# How kernel detect & names Ethernet interfaces.



## bsaidus (Dec 23, 2016)

Hello !
Suppose that I have a Box with 4 Ethernet interfaces from Intel (for example).
In normal case when FreeBSD boots, the kernel will detect and names interfaces like :
em0, em1, em2, em3.
Now suppose that I have problems with the 3rd one's ( em2 do not work for any raison).
How the kernel detection will be, and how it names them ??
How FreeBSD applies ( consist ) with a defected hardware ?? do he detect it or not ?

Thanks


----------



## SirDice (Dec 23, 2016)

If you would remove em2, em3 will become em2. Interfaces are named in the order they are detected.
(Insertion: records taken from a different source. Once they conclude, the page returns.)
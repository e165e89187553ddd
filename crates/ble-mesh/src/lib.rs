//! BLE mesh transport for offline P2P communication
//!
//! This crate implements the mesh packet wire format, MTU-bounded chunking, a
//! dual-mode (central + peripheral) connection manager over a pluggable radio, and
//! a TTL/dedup packet router on top of it.

pub mod codec;
pub mod error;
pub mod manager;
pub mod protocol;
pub mod radio;
pub mod router;
pub mod session;

// Re-export main types
pub use codec::{ChunkBuffer, Packet, PacketType, PeerId, DEFAULT_TTL};
pub use error::{CodecError, MeshError, MeshResult};
pub use manager::{BroadcastReport, ConnectionManager, ManagerState, SendOutcome};
pub use protocol::PeerInfo;
pub use radio::{
    DeviceId, DiscoveredDevice, LocalIdentity, PlatformRadio, RadioEvents, RadioPower,
    RadioTransport,
};
pub use router::{PacketRouter, Route};
pub use session::{PeerHandle, SessionId, SessionInfo, SessionRole, TransportSession};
How it'll handle defective hardware will depend on the type of defect. If the card isn't detected then it obviously won't be added. But if the PCI bridge part of the card still works but the electronics on the "cable-end" is defective it will detect the card but you'll get errors (or no errors but no connection either) if you try to use it.


----------



## bsaidus (Dec 23, 2016)

SirDice said:


> If you would remove em2, em3 will become em2. Interfaces are named in the order they are detected.
> 
> How it'll handle defective hardware will depend on the type of defect. If the card isn't detected then it obviously won't be added. But if the PCI bridge part of the card still works but the electronics on the "cable-end" is defective it will detect the card but you'll get errors (or no errors but no connection either) if you try to use it.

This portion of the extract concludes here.